Here's how I make my tortellini pasta salad, which I found in a 1980s cookbook I picked up for 50 cents a few years ago. It's the only thing in the book I'll ever make, but I make it all the time. It seems quintessentially 80s somehow:
I mix a few tablespoons of fresh-squeezed lemon juice and a few cloves of peeled split garlic into about a cup and a half of olive oil and let this sit for at least 90 minutes but it's better to remember to do this in the morning before going to work. I cook up a whole lot of mixed green and white tortellini (better to use the refrigerated fresh rather than the much cheaper frozen). While the water is boiling (this takes a while) I put as much fresh basil as I feel like I can afford that day into the food processor. This dish is, in fact, why I originally bought a food processor, because it used to take me forever to cut up the basil and you need a lot of basil.
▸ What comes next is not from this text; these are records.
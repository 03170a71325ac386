//! Capture event sources.
//!
//! Events arrive either from a JSON script (an array of
//! `{"kind": "point_click", "x": .., "y": ..}` / `{"kind": "commit"}` objects)
//! or line by line from a terminal:
//!
//! ```text
//! 12.5 40      click at x=12.5, y=40 (a comma also separates)
//! c            commit (also: commit, close, enter)
//! q            stop without closing (also: quit, end of input)
//! ```
use std::io::BufRead;
use std::path::{Path, PathBuf};

use tracing::{info, warn};

use crate::error::{Error, Result};
use crate::types::{CaptureEvent, RasterStack};

/// Supplies the capture event stream for one input raster.
pub trait EventProvider {
    type Events: IntoIterator<Item = Result<CaptureEvent>>;

    fn events_for(&mut self, input: &Path, stack: &RasterStack) -> Result<Self::Events>;
}

impl<F, E> EventProvider for F
where
    F: FnMut(&Path, &RasterStack) -> Result<E>,
    E: IntoIterator<Item = Result<CaptureEvent>>,
{
    type Events = E;

    fn events_for(&mut self, input: &Path, stack: &RasterStack) -> Result<E> {
        self(input, stack)
    }
}

/// Read a JSON event script.
pub fn load_event_script(path: &Path) -> Result<Vec<CaptureEvent>> {
    let text = std::fs::read_to_string(path)?;
    Ok(serde_json::from_str(&text)?)
}

/// Replays the same scripted events for every input.
#[derive(Debug, Clone)]
pub struct ScriptedEvents {
    events: Vec<CaptureEvent>,
}

impl ScriptedEvents {
    pub fn new(events: Vec<CaptureEvent>) -> Self {
        Self { events }
    }

    pub fn load(path: &Path) -> Result<Self> {
        Ok(Self::new(load_event_script(path)?))
    }
}

impl EventProvider for ScriptedEvents {
    type Events = Vec<Result<CaptureEvent>>;

    fn events_for(&mut self, _input: &Path, _stack: &RasterStack) -> Result<Self::Events> {
        Ok(self.events.iter().copied().map(Ok).collect())
    }
}

/// Looks up `<dir>/<input stem>.json` for each input. A missing script yields an
/// empty stream, so that input ends up without a polygon and is skipped.
#[derive(Debug, Clone)]
pub struct ScriptDirectory {
    dir: PathBuf,
}

impl ScriptDirectory {
    pub fn new(dir: impl Into<PathBuf>) -> Self {
        Self { dir: dir.into() }
    }

    pub fn script_path(&self, input: &Path) -> PathBuf {
        let stem = input
            .file_stem()
            .map(|s| s.to_string_lossy().into_owned())
            .unwrap_or_default();
        self.dir.join(format!("{}.json", stem))
    }
}

impl EventProvider for ScriptDirectory {
    type Events = Vec<Result<CaptureEvent>>;

    fn events_for(&mut self, input: &Path, _stack: &RasterStack) -> Result<Self::Events> {
        let script = self.script_path(input);
        if !script.is_file() {
            warn!("No event script for {:?} (looked for {:?})", input, script);
            return Ok(Vec::new());
        }
        info!("Replaying capture events from {:?}", script);
        Ok(load_event_script(&script)?.into_iter().map(Ok).collect())
    }
}

enum Line {
    Skip,
    Quit,
    Event(CaptureEvent),
}

fn parse_line(line: &str) -> Option<Line> {
    let line = line.trim();
    if line.is_empty() || line.starts_with('#') {
        return Some(Line::Skip);
    }
    match line.to_ascii_lowercase().as_str() {
        "q" | "quit" => return Some(Line::Quit),
        "c" | "commit" | "close" | "enter" => return Some(Line::Event(CaptureEvent::Commit)),
        _ => {}
    }
    let mut parts = line
        .split(|c: char| c == ',' || c.is_whitespace())
        .filter(|p| !p.is_empty());
    let x = parts.next()?.parse::<f64>().ok()?;
    let y = parts.next()?.parse::<f64>().ok()?;
    if parts.next().is_some() {
        return None;
    }
    Some(Line::Event(CaptureEvent::PointClick { x, y }))
}

/// Line-oriented event stream over any buffered reader.
///
/// In strict mode an unparsable line yields `Error::EventParse`; otherwise it is
/// logged and skipped.
pub struct LineEvents<R> {
    reader: R,
    line_no: usize,
    strict: bool,
    finished: bool,
}

impl<R: BufRead> LineEvents<R> {
    pub fn new(reader: R) -> Self {
        Self {
            reader,
            line_no: 0,
            strict: true,
            finished: false,
        }
    }

    pub fn lenient(mut self) -> Self {
        self.strict = false;
        self
    }
}

impl<R: BufRead> Iterator for LineEvents<R> {
    type Item = Result<CaptureEvent>;

    fn next(&mut self) -> Option<Self::Item> {
        while !self.finished {
            let mut buf = String::new();
            match self.reader.read_line(&mut buf) {
                Ok(0) => self.finished = true,
                Ok(_) => {
                    self.line_no += 1;
                    match parse_line(&buf) {
                        Some(Line::Skip) => {}
                        Some(Line::Quit) => self.finished = true,
                        Some(Line::Event(event)) => return Some(Ok(event)),
                        None if self.strict => {
                            return Some(Err(Error::EventParse {
                                line: self.line_no,
                                input: buf.trim().to_string(),
                            }));
                        }
                        None => warn!("Ignoring unrecognized input: {:?}", buf.trim()),
                    }
                }
                Err(e) => {
                    self.finished = true;
                    return Some(Err(Error::Io(e)));
                }
            }
        }
        None
    }
}

/// Human-driven capture on the terminal: prints a short raster summary and
/// reads vertices from standard input.
#[derive(Debug, Default, Clone, Copy)]
pub struct TerminalEvents;

impl EventProvider for TerminalEvents {
    type Events = LineEvents<std::io::StdinLock<'static>>;

    fn events_for(&mut self, input: &Path, stack: &RasterStack) -> Result<Self::Events> {
        let (lo, hi) = stack
            .band(0)
            .iter()
            .filter(|v| v.is_finite())
            .fold((f32::INFINITY, f32::NEG_INFINITY), |(lo, hi), &v| {
                (lo.min(v), hi.max(v))
            });
        eprintln!(
            "{}: {}x{} pixels, {} band(s), band 1 range [{}, {}]",
            input.display(),
            stack.width(),
            stack.height(),
            stack.band_count(),
            lo,
            hi
        );
        eprintln!("Enter panel vertices as `x y` (pixels); `c` closes, `q` skips this file.");
        Ok(LineEvents::new(std::io::stdin().lock()).lenient())
    }
}

#[cfg(test)]
mod tests {
    use super::*;
    use std::io::Cursor;

    #[test]
    fn parses_clicks_commit_and_quit() {
        let input = "# panel\n10 20\n30.5,20\n\n  40\t41 \nc\n50 50\n";
        let events: Vec<CaptureEvent> = LineEvents::new(Cursor::new(input))
            .collect::<Result<_>>()
            .unwrap();
        assert_eq!(
            events,
            vec![
                CaptureEvent::PointClick { x: 10.0, y: 20.0 },
                CaptureEvent::PointClick { x: 30.5, y: 20.0 },
                CaptureEvent::PointClick { x: 40.0, y: 41.0 },
                CaptureEvent::Commit,
                CaptureEvent::PointClick { x: 50.0, y: 50.0 },
            ]
        );

        let stopped: Vec<_> = LineEvents::new(Cursor::new("1 2\nq\n3 4\n")).collect();
        assert_eq!(stopped.len(), 1);
    }

    #[test]
    fn strict_mode_reports_bad_lines() {
        let mut events = LineEvents::new(Cursor::new("1 2\nfoo\n"));
        assert!(events.next().unwrap().is_ok());
        assert!(matches!(
            events.next(),
            Some(Err(Error::EventParse { line: 2, .. }))
        ));
    }

    #[test]
    fn lenient_mode_skips_bad_lines() {
        let events: Vec<_> = LineEvents::new(Cursor::new("1 2 3\nnope\n4 5\n"))
            .lenient()
            .collect::<Result<_>>()
            .unwrap();
        assert_eq!(events, vec![CaptureEvent::PointClick { x: 4.0, y: 5.0 }]);
    }

    #[test]
    fn json_script_uses_tagged_events() {
        let dir = tempfile::tempdir().unwrap();
        let path = dir.path().join("scene.json");
        std::fs::write(
            &path,
            r#"[{"kind":"point_click","x":1,"y":2},{"kind":"commit"}]"#,
        )
        .unwrap();
        assert_eq!(
            load_event_script(&path).unwrap(),
            vec![CaptureEvent::PointClick { x: 1.0, y: 2.0 }, CaptureEvent::Commit]
        );
    }

    #[test]
    fn script_directory_maps_stems_and_tolerates_missing_scripts() {
        let dir = tempfile::tempdir().unwrap();
        std::fs::write(dir.path().join("a.json"), r#"[{"kind":"commit"}]"#).unwrap();
        let stack = RasterStack::new(ndarray::Array3::zeros((1, 2, 2)), None);

        let mut provider = ScriptDirectory::new(dir.path());
        assert_eq!(
            provider.script_path(Path::new("/data/a.tif")),
            dir.path().join("a.json")
        );
        let found = provider.events_for(Path::new("/data/a.tif"), &stack).unwrap();
        assert_eq!(found.len(), 1);
        let missing = provider.events_for(Path::new("/data/b.tif"), &stack).unwrap();
        assert!(missing.is_empty());
    }
}
impl<I> CaptureSession<I>
where
    I: Iterator<Item = Result<CaptureEvent>>,
{
    pub fn new<E>(events: E, snap_distance: f64, width: usize, height: usize) -> Self
    where
        E: IntoIterator<IntoIter = I>,
    {
        Self {
            capture: PolygonCapture::new(snap_distance, width, height),
            subscription: EventSubscription::new(events.into_iter()),
        }
    }

    pub fn capture(&self) -> &PolygonCapture {
        &self.capture
    }

    pub fn is_subscribed(&self) -> bool {
        self.subscription.is_active()
    }

    /// Consume one event. Returns `Ok(None)` once the stream is exhausted or
    /// released.
    pub fn step(&mut self) -> Result<Option<CaptureState>> {
        let Some(event) = self.subscription.next() else {
            return Ok(None);
        };
        let state = self.capture.handle(event?);
        if state == CaptureState::Closed {
            self.subscription.release();
        }
        Ok(Some(state))
    }

    /// Drive the stream to completion and hand out the closed polygon.
    pub fn run(mut self) -> Result<Polygon> {
        while self.step()?.is_some() {}
        self.subscription.release();
        let CaptureSession { capture, .. } = self;
        capture.into_polygon()
    }
}

/// Capture one polygon from `events` over a `width` x `height` raster.
pub fn capture_polygon<E>(
    events: E,
    snap_distance: f64,
    width: usize,
    height: usize,
) -> Result<Polygon>
where
    E: IntoIterator<Item = Result<CaptureEvent>>,
{
    CaptureSession::new(events, snap_distance, width, height).run()
}
//! I/O collaborators of the correction pipeline: GDAL-backed raster reading,
//! GeoTIFF/sidecar/report writers, and capture event sources.
use std::collections::BTreeMap;
use std::path::Path;

use crate::error::Result;
use crate::types::RasterStack;

pub mod events;
pub use self::events::{EventProvider, LineEvents, ScriptDirectory, ScriptedEvents, TerminalEvents};

pub mod gdal;
pub use self::gdal::{GdalError, GdalMetadata, GdalRasterReader, GdalSource};

pub mod writers;
pub use self::writers::tiff::GTiffSink;

/// Dataset-level metadata items embedded into written rasters
pub type MetadataTags = BTreeMap<String, String>;

/// Anything that can load a raster file into a `RasterStack`
pub trait RasterSource {
    fn read(&self, path: &Path) -> Result<RasterStack>;
}

/// Anything that can persist a `RasterStack` as float32 bands
pub trait RasterSink {
    fn write(&mut self, path: &Path, stack: &RasterStack, tags: &MetadataTags) -> Result<()>;
}
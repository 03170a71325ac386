//! Core correction building blocks: polygon capture, region statistics,
//! per-band correction, and centered clipping. These are the primitives the
//! high-level `api` module sequences per file.
pub mod capture;
pub mod clip;
pub mod correction;
pub mod mask;
pub mod params;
When the tortellini is done I drain it and put it in my enormous metal bowl I bought also just for this dish, so I could make it in double quantity. I mix it with the olive oil marinade and about a third of the chopped basil and let it cool. While it is cooling I cut in half two pints of grape or cherry tomatoes (I prefer the sweeter grape tomatoes) and I open up and drain a couple of cans of olives (canned really isn't bad in this dish). Then I mix the tomatoes and olives and the rest of the basil and 8 oz. of crumbled feta into the tortellini, plus a whole lot of fresh-ground pepper. It usually doesn't need salt because of the feta and canned olives, but sometimes it needs a little.
Then I taste it and it always tastes too bitter because there is so much fresh basil in it and I worry that it didn't come out right this time. But overnight in the refrigerator mellows it out and then you bring it back to room temperature and everybody loves it.